UNSW's Centre for Social Research in Health (CSRH) has been awarded an $848,000 partnership grant by the National Health and Medical Research Council (NHMRC) to evaluate an innovative hepatitis intervention project for Aboriginal and Torres Strait Islander people called Deadly Liver Mob, which has been operating in Mt Druitt for three years and in Penrith for about 18 months.

Led by CSRH Director Professor Carla Treloar, the four-year study will evaluate the health outcomes and impact of Deadly Liver Mob, examine its acceptability and establish a translational framework that would enable DLM to be scaled up across NSW and even further afield.

The study “Deadly Liver Mob: Engaging Aboriginal people in viral hepatitis, HIV and sexual health services” has attracted $1.5 million in cash and in-kind contributions from partners including the NSW Ministry of Health, Local Health Districts and the North Coast Public Health Unit.
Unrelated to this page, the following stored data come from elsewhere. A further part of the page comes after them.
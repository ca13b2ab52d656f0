//! Collection doubles for tests

use std::time::Duration;

use async_trait::async_trait;
use mongodb::bson::{Bson, Document};

use super::{DbError, DocumentCollection};

fn offline() -> DbError {
    let io = std::io::Error::new(std::io::ErrorKind::ConnectionRefused, "store offline");
    DbError::Mongo(mongodb::error::Error::from(io))
}

/// Every call fails as an unreachable store would.
pub struct FailingCollection;

#[async_trait]
impl DocumentCollection for FailingCollection {
    async fn ping(&self) -> Result<(), DbError> {
        Err(offline())
    }

    async fn find_all(&self) -> Result<Vec<Document>, DbError> {
        Err(offline())
    }

    async fn find_one(&self, _: Document) -> Result<Option<Document>, DbError> {
        Err(offline())
    }

    async fn insert_one(&self, _: Document) -> Result<Bson, DbError> {
        Err(offline())
    }

    async fn delete_one(&self, _: Document) -> Result<u64, DbError> {
        Err(offline())
    }

    async fn update_one(&self, _: Document, _: Document) -> Result<u64, DbError> {
        Err(offline())
    }

    async fn shutdown(&self) {}
}

/// Never answers within any sane timeout.
pub struct SlowCollection;

impl SlowCollection {
    async fn stall() {
        tokio::time::sleep(Duration::from_secs(3600)).await;
    }
}

#[async_trait]
impl DocumentCollection for SlowCollection {
    async fn ping(&self) -> Result<(), DbError> {
        Self::stall().await;
        Ok(())
    }

    async fn find_all(&self) -> Result<Vec<Document>, DbError> {
        Self::stall().await;
        Ok(Vec::new())
    }

    async fn find_one(&self, _: Document) -> Result<Option<Document>, DbError> {
        Self::stall().await;
        Ok(None)
    }

    async fn insert_one(&self, _: Document) -> Result<Bson, DbError> {
        Self::stall().await;
        Ok(Bson::Null)
    }

    async fn delete_one(&self, _: Document) -> Result<u64, DbError> {
        Self::stall().await;
        Ok(0)
    }

    async fn update_one(&self, _: Document, _: Document) -> Result<u64, DbError> {
        Self::stall().await;
        Ok(0)
    }

    async fn shutdown(&self) {}
}

/// Panics on any store access; for paths that must reject input first.
pub struct UntouchedCollection;

#[async_trait]
impl DocumentCollection for UntouchedCollection {
    async fn ping(&self) -> Result<(), DbError> {
        unreachable!("store must not be touched")
    }

    async fn find_all(&self) -> Result<Vec<Document>, DbError> {
        unreachable!("store must not be touched")
    }

    async fn find_one(&self, _: Document) -> Result<Option<Document>, DbError> {
        unreachable!("store must not be touched")
    }

    async fn insert_one(&self, _: Document) -> Result<Bson, DbError> {
        unreachable!("store must not be touched")
    }

    async fn delete_one(&self, _: Document) -> Result<u64, DbError> {
        unreachable!("store must not be touched")
    }

    async fn update_one(&self, _: Document, _: Document) -> Result<u64, DbError> {
        unreachable!("store must not be touched")
    }

    async fn shutdown(&self) {}
}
Professor Treloar says the research will lead to better health outcomes for Aboriginal people and provide evidence to shape policy, health care delivery and surveillance of sexually-transmitted infections and hepatitis among Aboriginal people.

Rates of sexually transmissible infections and blood-borne viruses such as hepatitis are disproportionately high among Indigenous people but more traditional methods of hepatitis education have had low success in engaging Aboriginal communities.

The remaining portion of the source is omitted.